Exercise aim ▸
Return each line of the listing that has the word "TransportSecurity" in it.
------ Supplied material ------
//! Connection configuration types
//!
//! Auth and transport security are explicit variants rather than a bag of
//! optional flags; [`ConnectionConfig::validate`] rejects combinations that
//! make no sense for the chosen protocol.

use std::fmt;
use std::time::Duration;

use serde::{Deserialize, Serialize};
use uuid::Uuid;

use crate::remote::identity::ConnectionIdentity;
use crate::remote::path;

/// Current config file version
pub const CONFIG_VERSION: u32 = 1;

pub const DEFAULT_SFTP_PORT: u16 = 22;
pub const DEFAULT_FTP_PORT: u16 = 21;
pub const DEFAULT_FTPS_IMPLICIT_PORT: u16 = 990;

const DEFAULT_SFTP_CONNECT_TIMEOUT_SECS: u64 = 20;
const DEFAULT_FTP_CONNECT_TIMEOUT_SECS: u64 = 30;
const DEFAULT_OPERATION_TIMEOUT_SECS: u64 = 60;
const DEFAULT_KEEP_ALIVE_SECS: u64 = 30;
const DEFAULT_MAX_RETRIES: u32 = 3;
const DEFAULT_RETRY_BASE_DELAY_MS: u64 = 1_000;
const DEFAULT_RETRY_MAX_DELAY_MS: u64 = 30_000;
const DEFAULT_IDLE_TIMEOUT_SECS: u64 = 30 * 60;

/// Username sent for anonymous FTP logins
pub const ANONYMOUS_USER: &str = "anonymous";

/// Configuration validation errors
#[derive(Debug, thiserror::Error, PartialEq, Eq)]
pub enum ConfigError {
    #[error("Host must not be empty")]
    EmptyHost,

    #[error("Username must not be empty")]
    EmptyUsername,

    #[error("Port must be between 1 and 65535")]
    InvalidPort,

    #[error("{auth} authentication is not available over {protocol}")]
    UnsupportedAuth { auth: &'static str, protocol: Protocol },

    #[error("TLS ({security}) is only available for FTP connections")]
    UnsupportedSecurity { security: TransportSecurity },

    #[error("{0} must be greater than zero")]
    ZeroValue(&'static str),

    #[error("Remote root must be an absolute path: {0}")]
    RelativeRoot(String),
}

/// Wire protocol
#[derive(Debug, Clone, Copy, PartialEq, Eq, Hash, Serialize, Deserialize)]
#[serde(rename_all = "lowercase")]
pub enum Protocol {
    Sftp,
    Ftp,
}

impl Protocol {
    pub fn as_str(self) -> &'static str {
        match self {
            Self::Sftp => "sftp",
            Self::Ftp => "ftp",
        }
    }
}

impl fmt::Display for Protocol {
    fn fmt(&self, f: &mut fmt::Formatter<'_>) -> fmt::Result {
        f.write_str(self.as_str())
    }
}

/// Authentication methods
///
/// Secrets are never written to disk; a persisted record carries `None`
/// and the secret is resolved from the credential store at connect time.
#[derive(Clone, Serialize, Deserialize, PartialEq, Eq)]
#[serde(tag = "type", rename_all = "snake_case")]
pub enum AuthConfig {
    Password {
        #[serde(default, skip_serializing)]
        password: Option<String>,
    },

    /// Private key authentication (SFTP only)
    Key {
        /// Path to private key file (OpenSSH or PuTTY format)
        key_path: String,
        /// Passphrase for encrypted keys
        #[serde(default, skip_serializing)]
        passphrase: Option<String>,
    },

    /// Anonymous login (FTP only)
    Anonymous,
}

impl AuthConfig {
    pub fn password(password: impl Into<String>) -> Self {
        Self::Password {
            password: Some(password.into()),
        }
    }

    pub fn key(key_path: impl Into<String>, passphrase: Option<String>) -> Self {
        Self::Key {
            key_path: key_path.into(),
            passphrase,
        }
    }

    pub fn kind(&self) -> &'static str {
        match self {
            Self::Password { .. } => "password",
            Self::Key { .. } => "key",
            Self::Anonymous => "anonymous",
        }
    }

    /// Whether a password or key passphrase is absent and should be looked
    /// up in the credential store
    pub fn needs_secret(&self) -> bool {
        matches!(
            self,
            Self::Password { password: None } | Self::Key { passphrase: None, .. }
        )
    }

    /// Fill in a secret resolved from the credential store
    pub fn with_secret(self, secret: String) -> Self {
        match self {
            Self::Password { .. } => Self::Password {
                password: Some(secret),
            },
            Self::Key { key_path, .. } => Self::Key {
                key_path,
                passphrase: Some(secret),
            },
            Self::Anonymous => Self::Anonymous,
        }
    }

    /// The secret currently held, if any
    pub fn secret(&self) -> Option<&str> {
        match self {
            Self::Password { password } => password.as_deref(),
            Self::Key { passphrase, .. } => passphrase.as_deref(),
            Self::Anonymous => None,
        }
    }
}

// Keep secrets out of logs
impl fmt::Debug for AuthConfig {
    fn fmt(&self, f: &mut fmt::Formatter<'_>) -> fmt::Result {
        match self {
            Self::Password { password } => f
                .debug_struct("Password")
                .field("password", &password.as_ref().map(|_| "***"))
                .finish(),
            Self::Key {
                key_path,
                passphrase,
            } => f
                .debug_struct("Key")
                .field("key_path", key_path)
                .field("passphrase", &passphrase.as_ref().map(|_| "***"))
                .finish(),
            Self::Anonymous => f.write_str("Anonymous"),
        }
    }
}

/// Transport security for FTP connections
#[derive(Debug, Clone, Copy, PartialEq, Eq, Hash, Default, Serialize, Deserialize)]
#[serde(rename_all = "snake_case")]
pub enum TransportSecurity {
    #[default]
    Plain,
    /// `AUTH TLS` upgrade after connecting (default port 21)
    FtpsExplicit,
    /// TLS from the first byte (default port 990)
    FtpsImplicit,
}

impl TransportSecurity {
    pub fn is_tls(self) -> bool {
        !matches!(self, Self::Plain)
    }
}

impl fmt::Display for TransportSecurity {
    fn fmt(&self, f: &mut fmt::Formatter<'_>) -> fmt::Result {
        f.write_str(match self {
            Self::Plain => "plain",
            Self::FtpsExplicit => "ftps_explicit",
            Self::FtpsImplicit => "ftps_implicit",
        })
    }
}

/// Optional tuning; absent fields fall back to protocol-aware defaults
#[derive(Debug, Clone, Default, PartialEq, Eq, Serialize, Deserialize)]
#[serde(default)]
pub struct AdvancedOptions {
    #[serde(skip_serializing_if = "Option::is_none")]
    pub connect_timeout_secs: Option<u64>,
    #[serde(skip_serializing_if = "Option::is_none")]
    pub operation_timeout_secs: Option<u64>,
    #[serde(skip_serializing_if = "Option::is_none")]
    pub keep_alive_interval_secs: Option<u64>,
    #[serde(skip_serializing_if = "Option::is_none")]
    pub max_retries: Option<u32>,
    #[serde(skip_serializing_if = "Option::is_none")]
    pub retry_base_delay_ms: Option<u64>,
    #[serde(skip_serializing_if = "Option::is_none")]
    pub retry_max_delay_ms: Option<u64>,
    /// Sessions idle longer than this are re-established before use
    #[serde(skip_serializing_if = "Option::is_none")]
    pub idle_timeout_secs: Option<u64>,
}

/// A saved remote connection
#[derive(Debug, Clone, PartialEq, Eq, Serialize, Deserialize)]
pub struct ConnectionConfig {
    #[serde(default = "new_id")]
    pub id: String,

    /// Display name
    #[serde(default)]
    pub label: String,

    pub protocol: Protocol,

    pub host: String,

    /// Explicit port; `None` uses the protocol default
    #[serde(default, skip_serializing_if = "Option::is_none")]
    pub port: Option<u16>,

    #[serde(default)]
    pub username: String,

    pub auth: AuthConfig,

    #[serde(default)]
    pub security: TransportSecurity,

    /// Base for relative paths
    #[serde(default = "default_remote_root")]
    pub remote_root: String,

    /// Accept self-signed or otherwise unverifiable FTPS certificates
    #[serde(default)]
    pub accept_invalid_certs: bool,

    #[serde(default)]
    pub advanced: AdvancedOptions,
}

fn new_id() -> String {
    Uuid::new_v4().to_string()
}

fn default_remote_root() -> String {
    "/".to_string()
}

impl ConnectionConfig {
    fn base(protocol: Protocol, host: String, username: String, auth: AuthConfig) -> Self {
        Self {
            id: new_id(),
            label: String::new(),
            protocol,
            host,
            port: None,
            username,
            auth,
            security: TransportSecurity::Plain,
            remote_root: default_remote_root(),
            accept_invalid_certs: false,
            advanced: AdvancedOptions::default(),
        }
    }

    /// SFTP connection with password or key auth
    pub fn sftp(
        host: impl Into<String>,
        username: impl Into<String>,
        auth: AuthConfig,
    ) -> Result<Self, ConfigError> {
        let config = Self::base(Protocol::Sftp, host.into(), username.into(), auth);
        config.validate()?;
        Ok(config)
    }

    /// FTP or FTPS connection with password or anonymous auth
    pub fn ftp(
        host: impl Into<String>,
        username: impl Into<String>,
        auth: AuthConfig,
        security: TransportSecurity,
    ) -> Result<Self, ConfigError> {
        let mut config = Self::base(Protocol::Ftp, host.into(), username.into(), auth);
        config.security = security;
        config.validate()?;
        Ok(config)
    }

    pub fn with_port(mut self, port: u16) -> Self {
        self.port = Some(port);
        self
    }

    pub fn with_label(mut self, label: impl Into<String>) -> Self {
        self.label = label.into();
        self
    }

    pub fn with_remote_root(mut self, root: impl Into<String>) -> Self {
        self.remote_root = root.into();
        self
    }

    pub fn with_advanced(mut self, advanced: AdvancedOptions) -> Self {
        self.advanced = advanced;
        self
    }

    /// Check the config for illegal combinations
    pub fn validate(&self) -> Result<(), ConfigError> {
        if self.host.trim().is_empty() {
            return Err(ConfigError::EmptyHost);
        }
        if self.username.trim().is_empty() && !matches!(self.auth, AuthConfig::Anonymous) {
            return Err(ConfigError::EmptyUsername);
        }
        if self.port == Some(0) {
            return Err(ConfigError::InvalidPort);
        }

        match (self.protocol, &self.auth) {
            (Protocol::Sftp, AuthConfig::Anonymous) | (Protocol::Ftp, AuthConfig::Key { .. }) => {
                return Err(ConfigError::UnsupportedAuth {
                    auth: self.auth.kind(),
                    protocol: self.protocol,
                });
            }
            _ => {}
        }
        if self.protocol == Protocol::Sftp && self.security.is_tls() {
            return Err(ConfigError::UnsupportedSecurity {
                security: self.security,
            });
        }

        let a = &self.advanced;
        let numeric = [
            ("connect_timeout_secs", a.connect_timeout_secs),
            ("operation_timeout_secs", a.operation_timeout_secs),
            ("keep_alive_interval_secs", a.keep_alive_interval_secs),
            ("retry_base_delay_ms", a.retry_base_delay_ms),
            ("retry_max_delay_ms", a.retry_max_delay_ms),
            ("idle_timeout_secs", a.idle_timeout_secs),
        ];
        for (name, value) in numeric {
            if value == Some(0) {
                return Err(ConfigError::ZeroValue(name));
            }
        }

        if !path::is_absolute(&self.remote_root) {
            return Err(ConfigError::RelativeRoot(self.remote_root.clone()));
        }
        Ok(())
    }

    /// Effective port
    pub fn port(&self) -> u16 {
        self.port.unwrap_or(match (self.protocol, self.security) {
            (Protocol::Sftp, _) => DEFAULT_SFTP_PORT,
            (Protocol::Ftp, TransportSecurity::FtpsImplicit) => DEFAULT_FTPS_IMPLICIT_PORT,
            (Protocol::Ftp, _) => DEFAULT_FTP_PORT,
        })
    }

    /// Effective login name
    pub fn login_name(&self) -> &str {
        match (&self.auth, self.username.trim().is_empty()) {
            (AuthConfig::Anonymous, true) => ANONYMOUS_USER,
            _ => &self.username,
        }
    }

    pub fn identity(&self) -> ConnectionIdentity {
        ConnectionIdentity::new(self.protocol, self.login_name(), &self.host, self.port())
    }

    pub fn display_name(&self) -> String {
        if self.label.is_empty() {
            self.identity().lock_key()
        } else {
            self.label.clone()
        }
    }

    /// Normalized remote root
    pub fn root(&self) -> String {
        path::normalize(&self.remote_root)
    }

    pub fn connect_timeout(&self) -> Duration {
        let default = match self.protocol {
            Protocol::Sftp => DEFAULT_SFTP_CONNECT_TIMEOUT_SECS,
            Protocol::Ftp => DEFAULT_FTP_CONNECT_TIMEOUT_SECS,
        };
        Duration::from_secs(self.advanced.connect_timeout_secs.unwrap_or(default))
    }

    pub fn operation_timeout(&self) -> Duration {
        Duration::from_secs(
            self.advanced
                .operation_timeout_secs
                .unwrap_or(DEFAULT_OPERATION_TIMEOUT_SECS),
        )
    }

    pub fn keep_alive_interval(&self) -> Duration {
        Duration::from_secs(
            self.advanced
                .keep_alive_interval_secs
                .unwrap_or(DEFAULT_KEEP_ALIVE_SECS),
        )
    }

    pub fn max_retries(&self) -> u32 {
        self.advanced.max_retries.unwrap_or(DEFAULT_MAX_RETRIES)
    }

    pub fn retry_base_delay(&self) -> Duration {
        Duration::from_millis(
            self.advanced
                .retry_base_delay_ms
                .unwrap_or(DEFAULT_RETRY_BASE_DELAY_MS),
        )
    }

    pub fn retry_max_delay(&self) -> Duration {
        Duration::from_millis(
            self.advanced
                .retry_max_delay_ms
                .unwrap_or(DEFAULT_RETRY_MAX_DELAY_MS),
        )
    }

    pub fn idle_timeout(&self) -> Duration {
        Duration::from_secs(
            self.advanced
                .idle_timeout_secs
                .unwrap_or(DEFAULT_IDLE_TIMEOUT_SECS),
        )
    }
}

/// On-disk config file
#[derive(Debug, Clone, Serialize, Deserialize)]
pub struct ConfigFile {
    pub version: u32,
    #[serde(default)]
    pub connections: Vec<ConnectionConfig>,
}

impl Default for ConfigFile {
    fn default() -> Self {
        Self {
            version: CONFIG_VERSION,
            connections: Vec::new(),
        }
    }
}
------
Answer for this exercise ▸
    UnsupportedSecurity { security: TransportSecurity },
pub enum TransportSecurity {
impl TransportSecurity {
impl fmt::Display for TransportSecurity {
    pub security: TransportSecurity,
            security: TransportSecurity::Plain,
        security: TransportSecurity,
            (Protocol::Ftp, TransportSecurity::FtpsImplicit) => DEFAULT_FTPS_IMPLICIT_PORT,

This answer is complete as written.